There are few people who have done Mt. Ball and Beatrice but not Stanley. I should think fewer who would agree to go back up Haffner Creek again. Haha. I guess I'm crazy. As I can also take days off with little notice, I was on paper the perfect candidate for Dave's last Kane (2nd edition) peak.
However as anyone who has been on a lot of trips with me knows I hate side-hilling and am bad at it. That and pebble slabs are my two nemeses. This peak thankfully wouldn't have the later, but it would have a lot of the former. So I was extremely hesitant to agree. There are no photos of the side-hilling on Vern's or So's websites between the moderate SW ridge route and the gully ~70% of the way up Haffner Creek. So I had no idea what was underfoot and whether I could do it or not. It seemed a significant distance to travel if it was unpleasant. When Dave called Vern he reported that it wasn't hardpan. Or what I call hardpack, essentially extremely hard dirt you can't get a good grip on.
So in the end I couldn't let him do this important milestone peak alone, nor pass up probably my only opportunity to do it myself, so I agreed.
Huge congratulations to Dave for finishing the Kane (2nd edition) list, and his 800th peak!!!

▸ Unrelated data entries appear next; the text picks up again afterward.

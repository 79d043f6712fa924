use std::path::{Path, PathBuf};

use anyhow::Context;
use benchfleet_summary_model::{
    append_run_summary, split_windows, BenchmarkResult, FlushedResult, RunSummary,
};

use crate::config::RunConfig;
use crate::context::RunContext;

pub const RUN_SUMMARY_FILE: &str = "run_summary.jsonl";

/// Write the cleaned window as this run's Benchmark Result and append the run summary line.
pub fn persist_result(
    config: &RunConfig,
    ctx: &RunContext,
    window: &str,
) -> anyhow::Result<FlushedResult> {
    let published = ctx
        .published()
        .context("No published images recorded for this run")?;

    let mut result = BenchmarkResult::new(
        ctx.run_id().to_string(),
        ctx.started_at().timestamp(),
        published.version.clone(),
        published.images.clone(),
    );
    for measurement in split_windows(window) {
        if measurement.summary.is_empty() {
            log::warn!(
                "No summary could be parsed for {} {} trial {}",
                measurement.variant,
                measurement.target,
                measurement.trial
            );
        }
        result.push_window(measurement);
    }
    result.set_transcript(window.to_string());

    let mut summary = RunSummary::new(
        &result,
        config.workload_variant.clone(),
        chrono::Utc::now().timestamp(),
        env!("CARGO_PKG_VERSION").to_string(),
    );
    add_summary_config(&mut summary, config);

    let flushed = result.flush(&config.results_dir, &config.output_stem())?;
    append_run_summary(&summary, &config.results_dir.join(RUN_SUMMARY_FILE))
        .context("Failed to append run summary")?;
    log::info!(
        "Wrote {} measurement window(s) to {} (fingerprint {})",
        flushed.window_count,
        flushed.result_path.display(),
        summary.fingerprint()
    );

    Ok(flushed)
}

fn add_summary_config(summary: &mut RunSummary, config: &RunConfig) {
    summary.add_config("node_instance_type", &config.node_instance_type);
    summary.add_config("node_count", config.node_count.to_string());
    summary.add_config("kubernetes_version", &config.kubernetes_version);
    summary.add_config("loadgen_instance_type", &config.loadgen_instance_type);
    summary.add_config("standard_base_image", &config.standard_base_image);
    summary.add_config("caged_base_image", &config.caged_base_image);
    summary.add_config("trials", config.load.trials.to_string());
    summary.add_config(
        "measure",
        format!(
            "{}s@{}",
            config.load.measure_steady.as_secs(),
            config.load.measure_connections
        ),
    );
    summary.add_config("oha_version", &config.load.oha_version);
}

/// Keep the full console transcript of a failed load test.
pub fn persist_transcript(config: &RunConfig, transcript: &str) -> anyhow::Result<PathBuf> {
    write_output(
        &config.results_dir,
        &format!("{}-transcript.log", config.output_stem()),
        transcript,
    )
}

pub(crate) fn write_output(dir: &Path, name: &str, content: &str) -> anyhow::Result<PathBuf> {
    std::fs::create_dir_all(dir)
        .with_context(|| format!("Failed to create results directory {}", dir.display()))?;
    let path = dir.join(name);
    std::fs::write(&path, content)
        .with_context(|| format!("Failed to write {}", path.display()))?;
    Ok(path)
}
//! The self-contained script the load generator runs at boot.
//!
//! cloud-init forwards everything it prints to the instance console, which is the only channel the
//! orchestrator reads. The markers below delimit the parts of that output the monitor cares about.

use std::io::Write as _;

use base64::Engine;
use benchfleet_summary_model::{PHASE_MARKER, TARGET_BEGIN_MARKER, TARGET_END_MARKER};
use flate2::write::GzEncoder;
use flate2::Compression;

use crate::config::LoadProfile;
use crate::types::Endpoint;

pub const TEST_START_MARKER: &str = "BENCHFLEET_TEST_START";
pub const TEST_COMPLETE_MARKER: &str = "BENCHFLEET_TEST_COMPLETE";
pub const BOOT_FAILED_MARKER: &str = "BENCHFLEET_BOOT_FAILED";
pub const PRECHECK_FAILED_MARKER: &str = "BENCHFLEET_PRECHECK_FAILED";

/// Instance metadata limit for user data, measured after base64 encoding.
pub const MAX_USER_DATA_BYTES: usize = 16 * 1024;

pub const TRANSCRIPT_PATH: &str = "/var/log/benchfleet-loadtest.log";

/// Bash single-quoted literal.
fn quote(value: &str) -> String {
    format!("'{}'", value.replace('\'', r"'\''"))
}

/// Render the boot script for `targets`, run `profile.trials` times in order.
pub fn render(run_id: &str, targets: &[Endpoint], profile: &LoadProfile) -> String {
    let secs = |d: std::time::Duration| d.as_secs();

    let mut lines = vec![
        "#!/bin/bash".to_string(),
        "set -Eeuo pipefail".to_string(),
        format!("exec > >(tee -a {TRANSCRIPT_PATH}) 2>&1"),
        format!("trap 'echo \"{BOOT_FAILED_MARKER} line=$LINENO status=$?\"' ERR"),
        format!("echo \"benchfleet load generator for run {run_id}\""),
        "sysctl -q -w net.ipv4.ip_local_port_range=\"1024 65535\"".to_string(),
        "sysctl -q -w net.ipv4.tcp_tw_reuse=1".to_string(),
        "sysctl -q -w net.ipv4.tcp_fin_timeout=15".to_string(),
        "sysctl -q -w net.core.somaxconn=65535".to_string(),
        "sysctl -q -w net.ipv4.tcp_max_syn_backlog=65535".to_string(),
        "ulimit -n 1048576".to_string(),
        format!(
            "curl -fsSL --retry 5 -o /usr/local/bin/oha {}",
            quote(&profile.oha_url())
        ),
        "chmod +x /usr/local/bin/oha".to_string(),
        "precheck() {".to_string(),
        format!(
            "  for _ in $(seq 1 {}); do curl -fsS -o /dev/null --max-time 5 \"$1\" && return 0; sleep {}; done",
            profile.precheck_attempts,
            secs(profile.precheck_interval)
        ),
        format!("  echo \"{PRECHECK_FAILED_MARKER} $1\""),
        "  return 1".to_string(),
        "}".to_string(),
        format!("echo {TEST_START_MARKER}"),
    ];

    let warmup = profile
        .warmup_steps
        .iter()
        .map(u32::to_string)
        .collect::<Vec<_>>()
        .join(" ");

    for trial in 1..=profile.trials {
        for target in targets {
            let url = quote(&target.url);
            lines.extend([
                format!(
                    "echo \"{TARGET_BEGIN_MARKER} variant={} target={} trial={trial}\"",
                    target.variant, target.service
                ),
                format!("echo \"{PHASE_MARKER} precheck\""),
                format!("precheck {url}"),
                format!("echo \"{PHASE_MARKER} warmup-ramp\""),
                format!(
                    "for c in {warmup}; do oha --no-tui -z {}s -c \"$c\" {url} > /dev/null; done",
                    secs(profile.warmup_step)
                ),
                format!("echo \"{PHASE_MARKER} warmup-reconnect\""),
                format!(
                    "oha --no-tui --disable-keepalive -z {}s -c {} {url} > /dev/null",
                    secs(profile.reconnect),
                    profile.reconnect_connections
                ),
                format!("echo \"{PHASE_MARKER} measure-ramp\""),
                format!(
                    "oha --no-tui -z {}s -c {} {url} > /dev/null",
                    secs(profile.measure_ramp),
                    profile.measure_ramp_connections
                ),
                format!("echo \"{PHASE_MARKER} measure-steady\""),
                format!(
                    "oha --no-tui -z {}s -c {} {url}",
                    secs(profile.measure_steady),
                    profile.measure_connections
                ),
                format!("echo \"{PHASE_MARKER} cooldown\""),
                format!("sleep {}", secs(profile.cooldown)),
                format!("echo {TARGET_END_MARKER}"),
            ]);
        }
    }
    lines.push(format!("echo {TEST_COMPLETE_MARKER}"));

    let mut script = lines.join("\n");
    script.push('\n');
    script
}

/// Gzip the script for the instance metadata channel.
pub fn compress(script: &str) -> std::io::Result<Vec<u8>> {
    let mut encoder = GzEncoder::new(Vec::new(), Compression::best());
    encoder.write_all(script.as_bytes())?;
    encoder.finish()
}

/// Size of the user data as the metadata service stores it.
pub fn encoded_len(compressed: &[u8]) -> usize {
    base64::engine::general_purpose::STANDARD
        .encode(compressed)
        .len()
}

As I was a perfect candidate to suffer a single day ascent of this semi-rarely ascended peak (as described above), I was invited by Dave to go up his very last Kane peak. After some hesitation I agreed, and I am very glad I did. Besides Haffner Creek, this is a very reasonable moderate scramble up a high peak that has fantastic views. If a proper full-on trail went up the creek, I bet this peak would be rather popular.
We ascended Vern and company's descent route and then the SW ridge (not the Kane route). While the SW ridge has a few reports, all are from the Ball bivy. There isn't a full report going up this descent I can find online, and no one in the party has a lot of photos it. So this report will be extremely heavy on (sometimes boring) route photos and descriptions.